Jeffries::
Published: Oct 15, 2005 12:30 AM
Modified: Sep 27, 2006 06:02 PM
As of this week, there was only one name left on the shelf for the 2005 hurricane season: Wilma. With any luck, it'll stay there until 2011, when this year's names will be put to use again.
Not all of them will be back. Katrina, which inflicted its misery on thousands, won't likely see the light of day again. Anything that nasty will probably join the 62 names -- including Charley, Frances, Ivan and Jeanne from the 2004 season -- whose monickers have been retired, never to be attached to a deadly storm again.
Weather officials say shorter names like Wilma are better for naming storms because they cause less confusion and communication problems than longer names. Thus, you won't find any name on the six-year, rotating list longer than three syllables.
If Katrina is given its due and the name is removed from the list, it will join a distinguished group of notorious storms, including Camille (1969), Fran (1996) and Floyd (1999).
Of course, the 59 other storms in the hurricane retirement home are just as memorable as these three, but they have special places in the collective memories of Tar Heel citizens.
That's the way it is with hurricanes. You don't remember much about them unless they pummeled your state, destroyed your house or killed someone you knew. Does anyone remember Fifi (1974) or Celia (1970)? Probably not. For the record, Fifi killed more than 5,000 people in the Honduras and ranked only behind Katrina and Andrew for the damage it caused. Celia messed with Texas to the tune of $1.6 billion.

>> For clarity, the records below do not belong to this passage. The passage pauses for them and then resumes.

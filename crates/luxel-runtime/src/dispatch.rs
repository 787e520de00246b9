//! Backend selection and kernel dispatch
//!
//! Every hot operation has a scalar reference implementation; vector
//! backends override the ones they accelerate. Selection runs once per
//! encoder and is cached in the [`Dispatcher`], so there is no per-call
//! capability branching. Float kernels stay scalar across backends so all
//! backends agree bit-for-bit; the integer RCT rows are vectorized where
//! the ISA allows, which is exact by construction.

use luxel_core::{Error, Result};
use luxel_transform::QuantMatrix;

/// Dispatch target, ordered by probe preference
#[derive(Debug, Clone, Copy, PartialEq, Eq, PartialOrd, Ord)]
pub enum Backend {
    Scalar,
    Sse2,
    Avx2,
    Neon,
    /// Platform vector library; only selectable when a binding is built in
    Accelerate,
    /// Opt-in only: transfer overhead makes it a poor default
    Gpu,
}

impl Backend {
    /// Probe the CPU. Preference order: vector library, NEON, AVX2, SSE2,
    /// scalar. GPU never wins a probe.
    #[allow(unreachable_code)]
    pub fn detect() -> Self {
        #[cfg(target_arch = "aarch64")]
        {
            return Backend::Neon;
        }
        #[cfg(target_arch = "x86_64")]
        {
            if is_x86_feature_detected!("avx2") {
                return Backend::Avx2;
            }
            if is_x86_feature_detected!("sse2") {
                return Backend::Sse2;
            }
        }
        Backend::Scalar
    }

    pub fn name(&self) -> &'static str {
        match self {
            Backend::Scalar => "scalar",
            Backend::Sse2 => "sse2",
            Backend::Avx2 => "avx2",
            Backend::Neon => "neon",
            Backend::Accelerate => "accelerate",
            Backend::Gpu => "gpu",
        }
    }
}

/// The hot operations of the pipeline. Default methods are the scalar
/// reference; backends override what they accelerate.
pub trait Kernels: Send + Sync {
    fn backend(&self) -> Backend;

    fn forward_dct(&self, input: &[f32; 64], output: &mut [f32; 64]) {
        luxel_transform::forward_dct_8x8(input, output);
    }

    fn inverse_dct(&self, input: &[f32; 64], output: &mut [f32; 64]) {
        luxel_transform::inverse_dct_8x8(input, output);
    }

    fn quantize(&self, coeffs: &[f32; 64], matrix: &QuantMatrix, output: &mut [i16; 64]) {
        luxel_transform::quantize_block(coeffs, matrix, output);
    }

    fn block_variance(&self, block: &[f32; 64]) -> f32 {
        luxel_transform::block_variance(block)
    }

    fn rct_forward(&self, ch0: &mut [i32], ch1: &mut [i32], ch2: &mut [i32]) {
        luxel_color::forward_rct(ch0, ch1, ch2);
    }

    fn rct_inverse(&self, ch0: &mut [i32], ch1: &mut [i32], ch2: &mut [i32]) {
        luxel_color::inverse_rct(ch0, ch1, ch2);
    }

    fn med_residuals(&self, samples: &[i32], width: usize, height: usize, max: i32) -> Vec<i32> {
        luxel_transform::med_residuals(samples, width, height, max)
    }

    fn squeeze_horizontal(&self, data: &mut [i32], width: usize, height: usize, stride: usize) {
        luxel_transform::squeeze_horizontal(data, width, height, stride);
    }

    fn squeeze_vertical(&self, data: &mut [i32], width: usize, height: usize, stride: usize) {
        luxel_transform::squeeze_vertical(data, width, height, stride);
    }
}

/// Scalar reference kernels, available on every target
pub struct ScalarKernels;

impl Kernels for ScalarKernels {
    fn backend(&self) -> Backend {
        Backend::Scalar
    }
}

#[cfg(target_arch = "x86_64")]
mod x86 {
    use super::{Backend, Kernels};

    pub struct Sse2Kernels;
    pub struct Avx2Kernels;

    #[target_feature(enable = "sse2")]
    unsafe fn rct_forward_sse2(ch0: &mut [i32], ch1: &mut [i32], ch2: &mut [i32]) {
        use std::arch::x86_64::*;
        let n = ch0.len();
        let lanes = n / 4 * 4;
        let mut i = 0;
        while i < lanes {
            let r = _mm_loadu_si128(ch0.as_ptr().add(i) as *const __m128i);
            let g = _mm_loadu_si128(ch1.as_ptr().add(i) as *const __m128i);
            let b = _mm_loadu_si128(ch2.as_ptr().add(i) as *const __m128i);

            let co = _mm_sub_epi32(r, b);
            let t = _mm_add_epi32(b, _mm_srai_epi32(co, 1));
            let cg = _mm_sub_epi32(g, t);
            let y = _mm_add_epi32(t, _mm_srai_epi32(cg, 1));

            _mm_storeu_si128(ch0.as_mut_ptr().add(i) as *mut __m128i, y);
            _mm_storeu_si128(ch1.as_mut_ptr().add(i) as *mut __m128i, co);
            _mm_storeu_si128(ch2.as_mut_ptr().add(i) as *mut __m128i, cg);
            i += 4;
        }
        if lanes < n {
            luxel_color::forward_rct(&mut ch0[lanes..], &mut ch1[lanes..], &mut ch2[lanes..]);
        }
    }

    #[target_feature(enable = "sse2")]
    unsafe fn rct_inverse_sse2(ch0: &mut [i32], ch1: &mut [i32], ch2: &mut [i32]) {
        use std::arch::x86_64::*;
        let n = ch0.len();
        let lanes = n / 4 * 4;
        let mut i = 0;
        while i < lanes {
            let y = _mm_loadu_si128(ch0.as_ptr().add(i) as *const __m128i);
            let co = _mm_loadu_si128(ch1.as_ptr().add(i) as *const __m128i);
            let cg = _mm_loadu_si128(ch2.as_ptr().add(i) as *const __m128i);

            let t = _mm_sub_epi32(y, _mm_srai_epi32(cg, 1));
            let g = _mm_add_epi32(cg, t);
            let b = _mm_sub_epi32(t, _mm_srai_epi32(co, 1));
            let r = _mm_add_epi32(b, co);

            _mm_storeu_si128(ch0.as_mut_ptr().add(i) as *mut __m128i, r);
            _mm_storeu_si128(ch1.as_mut_ptr().add(i) as *mut __m128i, g);
            _mm_storeu_si128(ch2.as_mut_ptr().add(i) as *mut __m128i, b);
            i += 4;
        }
        if lanes < n {
            luxel_color::inverse_rct(&mut ch0[lanes..], &mut ch1[lanes..], &mut ch2[lanes..]);
        }
    }

    #[target_feature(enable = "avx2")]
    unsafe fn rct_forward_avx2(ch0: &mut [i32], ch1: &mut [i32], ch2: &mut [i32]) {
        use std::arch::x86_64::*;
        let n = ch0.len();
        let lanes = n / 8 * 8;
        let mut i = 0;
        while i < lanes {
            let r = _mm256_loadu_si256(ch0.as_ptr().add(i) as *const __m256i);
            let g = _mm256_loadu_si256(ch1.as_ptr().add(i) as *const __m256i);
            let b = _mm256_loadu_si256(ch2.as_ptr().add(i) as *const __m256i);

            let co = _mm256_sub_epi32(r, b);
            let t = _mm256_add_epi32(b, _mm256_srai_epi32(co, 1));
            let cg = _mm256_sub_epi32(g, t);
            let y = _mm256_add_epi32(t, _mm256_srai_epi32(cg, 1));

            _mm256_storeu_si256(ch0.as_mut_ptr().add(i) as *mut __m256i, y);
            _mm256_storeu_si256(ch1.as_mut_ptr().add(i) as *mut __m256i, co);
            _mm256_storeu_si256(ch2.as_mut_ptr().add(i) as *mut __m256i, cg);
            i += 8;
        }
        if lanes < n {
            luxel_color::forward_rct(&mut ch0[lanes..], &mut ch1[lanes..], &mut ch2[lanes..]);
        }
    }

    #[target_feature(enable = "avx2")]
    unsafe fn rct_inverse_avx2(ch0: &mut [i32], ch1: &mut [i32], ch2: &mut [i32]) {
        use std::arch::x86_64::*;
        let n = ch0.len();
        let lanes = n / 8 * 8;
        let mut i = 0;
        while i < lanes {
            let y = _mm256_loadu_si256(ch0.as_ptr().add(i) as *const __m256i);
            let co = _mm256_loadu_si256(ch1.as_ptr().add(i) as *const __m256i);
            let cg = _mm256_loadu_si256(ch2.as_ptr().add(i) as *const __m256i);

            let t = _mm256_sub_epi32(y, _mm256_srai_epi32(cg, 1));
            let g = _mm256_add_epi32(cg, t);
            let b = _mm256_sub_epi32(t, _mm256_srai_epi32(co, 1));
            let r = _mm256_add_epi32(b, co);

            _mm256_storeu_si256(ch0.as_mut_ptr().add(i) as *mut __m256i, r);
            _mm256_storeu_si256(ch1.as_mut_ptr().add(i) as *mut __m256i, g);
            _mm256_storeu_si256(ch2.as_mut_ptr().add(i) as *mut __m256i, b);
            i += 8;
        }
        if lanes < n {
            luxel_color::inverse_rct(&mut ch0[lanes..], &mut ch1[lanes..], &mut ch2[lanes..]);
        }
    }

    impl Kernels for Sse2Kernels {
        fn backend(&self) -> Backend {
            Backend::Sse2
        }

        fn rct_forward(&self, ch0: &mut [i32], ch1: &mut [i32], ch2: &mut [i32]) {
            // Selection guarantees SSE2 is present
            unsafe { rct_forward_sse2(ch0, ch1, ch2) }
        }

        fn rct_inverse(&self, ch0: &mut [i32], ch1: &mut [i32], ch2: &mut [i32]) {
            unsafe { rct_inverse_sse2(ch0, ch1, ch2) }
        }
    }

    impl Kernels for Avx2Kernels {
        fn backend(&self) -> Backend {
            Backend::Avx2
        }

        fn rct_forward(&self, ch0: &mut [i32], ch1: &mut [i32], ch2: &mut [i32]) {
            unsafe { rct_forward_avx2(ch0, ch1, ch2) }
        }

        fn rct_inverse(&self, ch0: &mut [i32], ch1: &mut [i32], ch2: &mut [i32]) {
            unsafe { rct_inverse_avx2(ch0, ch1, ch2) }
        }
    }
}

#[cfg(target_arch = "aarch64")]
mod arm {
    use super::{Backend, Kernels};

    pub struct NeonKernels;

    unsafe fn rct_forward_neon(ch0: &mut [i32], ch1: &mut [i32], ch2: &mut [i32]) {
        use std::arch::aarch64::*;
        let n = ch0.len();
        let lanes = n / 4 * 4;
        let mut i = 0;
        while i < lanes {
            let r = vld1q_s32(ch0.as_ptr().add(i));
            let g = vld1q_s32(ch1.as_ptr().add(i));
            let b = vld1q_s32(ch2.as_ptr().add(i));

            let co = vsubq_s32(r, b);
            let t = vaddq_s32(b, vshrq_n_s32(co, 1));
            let cg = vsubq_s32(g, t);
            let y = vaddq_s32(t, vshrq_n_s32(cg, 1));

            vst1q_s32(ch0.as_mut_ptr().add(i), y);
            vst1q_s32(ch1.as_mut_ptr().add(i), co);
            vst1q_s32(ch2.as_mut_ptr().add(i), cg);
            i += 4;
        }
        if lanes < n {
            luxel_color::forward_rct(&mut ch0[lanes..], &mut ch1[lanes..], &mut ch2[lanes..]);
        }
    }

    unsafe fn rct_inverse_neon(ch0: &mut [i32], ch1: &mut [i32], ch2: &mut [i32]) {
        use std::arch::aarch64::*;
        let n = ch0.len();
        let lanes = n / 4 * 4;
        let mut i = 0;
        while i < lanes {
            let y = vld1q_s32(ch0.as_ptr().add(i));
            let co = vld1q_s32(ch1.as_ptr().add(i));
            let cg = vld1q_s32(ch2.as_ptr().add(i));

            let t = vsubq_s32(y, vshrq_n_s32(cg, 1));
            let g = vaddq_s32(cg, t);
            let b = vsubq_s32(t, vshrq_n_s32(co, 1));
            let r = vaddq_s32(b, co);

            vst1q_s32(ch0.as_mut_ptr().add(i), r);
            vst1q_s32(ch1.as_mut_ptr().add(i), g);
            vst1q_s32(ch2.as_mut_ptr().add(i), b);
            i += 4;
        }
        if lanes < n {
            luxel_color::inverse_rct(&mut ch0[lanes..], &mut ch1[lanes..], &mut ch2[lanes..]);
        }
    }

    impl Kernels for NeonKernels {
        fn backend(&self) -> Backend {
            Backend::Neon
        }

        fn rct_forward(&self, ch0: &mut [i32], ch1: &mut [i32], ch2: &mut [i32]) {
            // NEON is baseline on aarch64
            unsafe { rct_forward_neon(ch0, ch1, ch2) }
        }

        fn rct_inverse(&self, ch0: &mut [i32], ch1: &mut [i32], ch2: &mut [i32]) {
            unsafe { rct_inverse_neon(ch0, ch1, ch2) }
        }
    }
}

/// Cached backend selection plus its kernel set.
pub struct Dispatcher {
    backend: Backend,
    kernels: &'static dyn Kernels,
}

impl Dispatcher {
    /// Probe once and cache the best kernel set.
    pub fn new() -> Self {
        let backend = Backend::detect();
        // Probe result is always instantiable, so this cannot fail.
        Self::with_backend(backend).unwrap_or(Self {
            backend: Backend::Scalar,
            kernels: &ScalarKernels,
        })
    }

    /// Force a specific backend; errors when this build cannot provide it.
    pub fn with_backend(backend: Backend) -> Result<Self> {
        let kernels: &'static dyn Kernels = match backend {
            Backend::Scalar => &ScalarKernels,
            #[cfg(target_arch = "x86_64")]
            Backend::Sse2 if is_x86_feature_detected!("sse2") => &x86::Sse2Kernels,
            #[cfg(target_arch = "x86_64")]
            Backend::Avx2 if is_x86_feature_detected!("avx2") => &x86::Avx2Kernels,
            #[cfg(target_arch = "aarch64")]
            Backend::Neon => &arm::NeonKernels,
            other => {
                return Err(Error::NotSupported(format!(
                    "backend {} not available in this build",
                    other.name()
                )))
            }
        };
        Ok(Self { backend, kernels })
    }

    pub fn backend(&self) -> Backend {
        self.backend
    }

    pub fn kernels(&self) -> &'static dyn Kernels {
        self.kernels
    }
}

impl Default for Dispatcher {
    fn default() -> Self {
        Self::new()
    }
}

#[cfg(test)]
mod tests {
    use super::*;

    #[test]
    fn detect_returns_cpu_backend() {
        let backend = Backend::detect();
        assert!(backend != Backend::Gpu && backend != Backend::Accelerate);
    }

    #[test]
    fn gpu_requires_opt_in_support() {
        assert!(matches!(
            Dispatcher::with_backend(Backend::Gpu),
            Err(Error::NotSupported(_))
        ));
    }

    #[test]
    fn scalar_always_available() {
        let dispatcher = Dispatcher::with_backend(Backend::Scalar).unwrap();
        assert_eq!(dispatcher.backend(), Backend::Scalar);
    }

    #[test]
    fn selected_kernels_match_scalar_reference() {
        let selected = Dispatcher::new();
        let scalar = Dispatcher::with_backend(Backend::Scalar).unwrap();

        // Integer RCT must agree exactly
        let base0: Vec<i32> = (0..35).map(|i| i * 7 % 256).collect();
        let base1: Vec<i32> = (0..35).map(|i| (i * 13 + 5) % 256).collect();
        let base2: Vec<i32> = (0..35).map(|i| (i * 29 + 11) % 256).collect();

        let (mut a0, mut a1, mut a2) = (base0.clone(), base1.clone(), base2.clone());
        let (mut b0, mut b1, mut b2) = (base0.clone(), base1.clone(), base2.clone());
        selected.kernels().rct_forward(&mut a0, &mut a1, &mut a2);
        scalar.kernels().rct_forward(&mut b0, &mut b1, &mut b2);
        assert_eq!((&a0, &a1, &a2), (&b0, &b1, &b2));

        selected.kernels().rct_inverse(&mut a0, &mut a1, &mut a2);
        assert_eq!((a0, a1, a2), (base0, base1, base2));

        // Float kernels share the scalar implementation
        let block: [f32; 64] = core::array::from_fn(|i| (i as f32) / 64.0);
        let mut out_a = [0.0f32; 64];
        let mut out_b = [0.0f32; 64];
        selected.kernels().forward_dct(&block, &mut out_a);
        scalar.kernels().forward_dct(&block, &mut out_b);
        assert_eq!(out_a, out_b);
        assert_eq!(
            selected.kernels().block_variance(&block),
            scalar.kernels().block_variance(&block)
        );
    }
}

Katrina won't be one of those storms, where its legacy is the exclusive province only of those people who fled New Orleans and other devastated parts of the Gulf Coast.
Katrina's effects were widespread, creating a multicultural diaspora that will be remembered by nearly everyone, regardless of where they live.
So, with 47 days left in one of the most active hurricanes seasons ever, let's hope that the last remaining storm name will only be uttered by Fred Flintstone: "Willllll-ma"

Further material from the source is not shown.